Когда поезд подходил к станции, Мишель выглянул в окно, чтобы встретить приветственную улыбку Колетты и, напрасно поискав на почти пустынной платформе хорошенький, тонкий силуэт, которого жаждал его взор, он почувствовал одно из тех жгучих и непоследовательных разочарований, которые так часты у впечатлительных натур и которые кажутся так несоразмерны при хладнокровном сопоставлении с причиной, вызвавшей их.

За вокзалом, под толстым ореховым деревом, дававшим некоторую защиту лошадям от еще яркого в пять часов пополудни солнца, его ожидал экипаж из Кастельфлора; но неожиданная телеграмма Мишеля не застала ни г-на, ни г-жу Фовель, уехавших с утра в Париж на целый день. Это мисс Северн отдала необходимые приказания. Эти подробности, полученные им от кучера, не рассеяли печальное настроение Мишеля. В противоположность многим людям, видящим в от езде только средство более полного наслаждения по возвращении комфортом и интимным спокойствием родного крова, Тремор давно бы отказался от путешествий, если бы каждый раз при от езде помнил с яркостью переживаний свои впечатления, всегда тяжелые или горестные, по возвращении.

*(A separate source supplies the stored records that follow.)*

//! Turning a fragment's parenthesised detail into climb events
//!
//! The detail is split into clauses on top-level `,` and `;`. Each clause
//! names zero or more climbers and may carry attempt vocabulary:
//!
//! - a multiplier such as `2xlead` or `x3` (repeated attempts),
//! - hang evidence: `hang`, `hangs`, `working`, `fell`, `2h`, `2 hangs`,
//! - clean evidence: `redpoint`, `clean`, `onsight`, `flash`, `sent`,
//! - neutral verbs such as `lead`, `follow`, `toprope`.
//!
//! Words that are none of these stay in the residual comment.

use crate::domain::climber::ClimberRegistry;
use crate::domain::entry::ClimbEvent;
use regex::Regex;
use std::sync::OnceLock;

/// Upper bound for a repetition count; larger numbers are left as text
const MAX_REPS: usize = 20;

const HANG_WORDS: &[&str] = &[
    "hang", "hangs", "hung", "hanging", "working", "worked", "fell", "fall", "falls", "takes",
];
const CLEAN_WORDS: &[&str] = &[
    "redpoint", "redpointed", "rp", "clean", "cleanly", "onsight", "onsighted", "flash",
    "flashed", "sent", "send",
];
const VERB_WORDS: &[&str] = &[
    "lead", "led", "leads", "follow", "followed", "tr", "toprope", "toproped", "second",
    "seconded",
];
/// Words that turn a preceding number into a hang count ("2 hangs")
const COUNT_NOUNS: &[&str] = &["hang", "hangs", "fall", "falls", "takes"];

/// Multiplier forms: `2xlead`, `2x`, `x2`
fn multiplier_regex() -> &'static Regex {
    static REGEX: OnceLock<Regex> = OnceLock::new();
    REGEX.get_or_init(|| Regex::new(r"^(?:(\d+)x[a-z]*|x(\d+))$").unwrap())
}

/// Compact hang count: `2h`
fn hang_count_regex() -> &'static Regex {
    static REGEX: OnceLock<Regex> = OnceLock::new();
    REGEX.get_or_init(|| Regex::new(r"^(\d+)h$").unwrap())
}

/// Result of tokenizing one fragment's detail
#[derive(Debug, Clone, PartialEq, Default)]
pub struct EventParse {
    pub events: Vec<ClimbEvent>,
    /// Text not consumed into structure, clauses joined by ", "
    pub comment: String,
    /// Tokens consumed into events, in order of appearance
    pub matched: Vec<String>,
    /// True when a clause was kept verbatim because attribution was unclear
    pub ambiguous: bool,
}

#[derive(Debug, Clone, Copy, PartialEq, Eq)]
enum Outcome {
    Unspecified,
    Clean,
    Hung,
}

/// What one clause says, before attribution
#[derive(Debug, Default)]
struct Clause {
    text: String,
    climbers: Vec<String>,
    reps: Option<usize>,
    hang_count: Option<usize>,
    hang: bool,
    clean: bool,
    /// Any attempt vocabulary besides climber names
    has_vocab: bool,
    matched: Vec<String>,
    residual: Vec<String>,
}

impl Clause {
    fn analyze(text: &str, registry: &ClimberRegistry) -> Self {
        let mut clause = Clause {
            text: text.to_string(),
            ..Clause::default()
        };
        let words: Vec<&str> = text.split_whitespace().collect();

        let mut i = 0;
        while i < words.len() {
            let word = words[i];
            let core = word
                .trim_matches(|c: char| !c.is_alphanumeric())
                .to_lowercase();

            if let Some(code) = registry.recognize(word) {
                if !clause.climbers.iter().any(|c| c == code) {
                    clause.climbers.push(code.to_string());
                }
                clause.matched.push(word.to_string());
            } else if let Some(reps) = parse_multiplier(&core) {
                clause.reps = Some(reps);
                clause.has_vocab = true;
                clause.matched.push(word.to_string());
            } else if let Some(count) = parse_hang_count(&core) {
                clause.add_hang_count(count);
                clause.matched.push(word.to_string());
            } else if let Some(count) = numeric_count(&core, words.get(i + 1)) {
                clause.add_hang_count(count);
                clause.matched.push(word.to_string());
                clause.matched.push(words[i + 1].to_string());
                i += 1;
            } else if HANG_WORDS.contains(&core.as_str()) {
                clause.hang = true;
                clause.has_vocab = true;
                clause.matched.push(word.to_string());
            } else if CLEAN_WORDS.contains(&core.as_str()) {
                clause.clean = true;
                clause.has_vocab = true;
                clause.matched.push(word.to_string());
            } else if VERB_WORDS.contains(&core.as_str()) {
                clause.has_vocab = true;
                clause.matched.push(word.to_string());
            } else {
                clause.residual.push(word.to_string());
            }
            i += 1;
        }

        clause
    }

    fn add_hang_count(&mut self, count: usize) {
        self.has_vocab = true;
        self.hang_count = Some(self.hang_count.unwrap_or(0) + count);
        if count == 0 {
            self.clean = true;
        }
    }

    /// A clause like "TA" that only names climbers
    fn is_climbers_only(&self) -> bool {
        !self.climbers.is_empty() && !self.has_vocab && self.residual.is_empty()
    }

    fn outcome(&self) -> Outcome {
        if self.hang || self.hang_count.is_some_and(|n| n > 0) {
            Outcome::Hung
        } else if self.clean {
            Outcome::Clean
        } else {
            Outcome::Unspecified
        }
    }
}

fn parse_multiplier(core: &str) -> Option<usize> {
    let caps = multiplier_regex().captures(core)?;
    let digits = caps.get(1).or_else(|| caps.get(2))?;
    let reps: usize = digits.as_str().parse().ok()?;
    (1..=MAX_REPS).contains(&reps).then_some(reps)
}

fn parse_hang_count(core: &str) -> Option<usize> {
    let caps = hang_count_regex().captures(core)?;
    caps[1].parse().ok().filter(|n| *n <= MAX_REPS)
}

/// "2 hangs": a bare number followed by a hang noun
fn numeric_count(core: &str, next: Option<&&str>) -> Option<usize> {
    if core.is_empty() || !core.chars().all(|c| c.is_ascii_digit()) {
        return None;
    }
    let next = next?
        .trim_matches(|c: char| !c.is_alphanumeric())
        .to_lowercase();
    if !COUNT_NOUNS.contains(&next.as_str()) {
        return None;
    }
    core.parse().ok().filter(|n| *n <= MAX_REPS)
}

/// Split on `,` and `;` outside of nested parentheses
fn split_clauses(remainder: &str) -> Vec<&str> {
    let mut clauses = Vec::new();
    let mut depth = 0usize;
    let mut start = 0;

    for (pos, ch) in remainder.char_indices() {
        match ch {
            '(' => depth += 1,
            ')' => depth = depth.saturating_sub(1),
            ',' | ';' if depth == 0 => {
                clauses.push(&remainder[start..pos]);
                start = pos + 1;
            }
            _ => {}
        }
    }
    clauses.push(&remainder[start..]);

    clauses
        .into_iter()
        .map(str::trim)
        .filter(|c| !c.is_empty())
        .collect()
}

/// Tokenize a fragment's detail into climb events.
///
/// `roster` receives attribution when no climber is named. This never
/// fails: anything that is not understood is returned as comment text.
pub fn tokenize_events(remainder: &str, roster: &[String], registry: &ClimberRegistry) -> EventParse {
    let mut parse = EventParse::default();
    let mut comment_parts: Vec<String> = Vec::new();
    // Clauses like "TA" waiting to share the next clause's outcome
    let mut pending: Vec<Clause> = Vec::new();

    for text in split_clauses(remainder) {
        let clause = Clause::analyze(text, registry);
        if clause.is_climbers_only() {
            pending.push(clause);
            continue;
        }

        let mut group: Vec<String> = Vec::new();
        for p in &pending {
            for code in &p.climbers {
                if !group.contains(code) {
                    group.push(code.clone());
                }
            }
        }
        for code in &clause.climbers {
            if !group.contains(code) {
                group.push(code.clone());
            }
        }

        if group.is_empty() && !clause.has_vocab {
            // Pure comment, nobody to attribute it to
            comment_parts.push(clause.residual.join(" "));
            continue;
        }

        let named = group.len();
        let attributed: Vec<String> = if group.is_empty() {
            roster.to_vec()
        } else {
            group
        };

        let shared_count = clause.hang_count.is_some_and(|n| n > 0);
        if named > 1 && shared_count {
            // "TA, AS to the top with 2 hangs" or "TA AS 2h": who hung how
            // often is unclear
            parse.ambiguous = true;
            for code in &attributed {
                parse.events.push(ClimbEvent::new(code.clone(), true));
            }
            for p in pending.drain(..) {
                comment_parts.push(p.text);
            }
            comment_parts.push(clause.text);
            continue;
        }

        for p in pending.drain(..) {
            parse.matched.extend(p.matched);
        }
        parse.matched.extend(clause.matched.iter().cloned());

        let outcome = clause.outcome();
        let (reps, hang) = match clause.reps {
            Some(reps) => (reps, outcome != Outcome::Clean),
            None => (1, outcome == Outcome::Hung),
        };
        for code in &attributed {
            for _ in 0..reps {
                parse.events.push(ClimbEvent::new(code.clone(), hang));
            }
        }

        if !clause.residual.is_empty() {
            comment_parts.push(clause.residual.join(" "));
        }
    }

    // Trailing climber-only clauses: plain ascents
    for p in pending.drain(..) {
        for code in &p.climbers {
            parse.events.push(ClimbEvent::new(code.clone(), false));
        }
        parse.matched.extend(p.matched);
    }

    if parse.events.is_empty() && !parse.ambiguous {
        for code in roster {
            parse.events.push(ClimbEvent::new(code.clone(), false));
        }
    }

    parse.comment = comment_parts
        .into_iter()
        .filter(|part| !part.is_empty())
        .collect::<Vec<_>>()
        .join(", ");

    tracing::trace!(
        remainder,
        events = parse.events.len(),
        ambiguous = parse.ambiguous,
        "tokenized detail"
    );

    parse
}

Лесная дорога, соединяющая Ривайер с башней Сен-Сильвера, напоминала ему много мрачных часов. Часто, в конце довольно тяжелого дня, он чувствовал себя, катясь по ней, усталым от дальних странствований, испытывая в то же время отвращение к ожидавшей его монотонной жизни в „Голубятне“. Обыкновенно, Колетта, сидевшая подле него, свежая, как прекрасное утро, желала увлечь его в Кастельфлор, но Кастельфлор, слишком веселый и, в особенности, слишком светский, мало привлекал Мишеля в эти дни нравственной усталости.

Не поддаваясь дружеским настояниям, он одиноко возвращался в „голубятню Сен-Сильвера“, по контрасту чересчур угрюмую и чересчур пустую, но где он был свободен от белого галстуха и светской болтовни.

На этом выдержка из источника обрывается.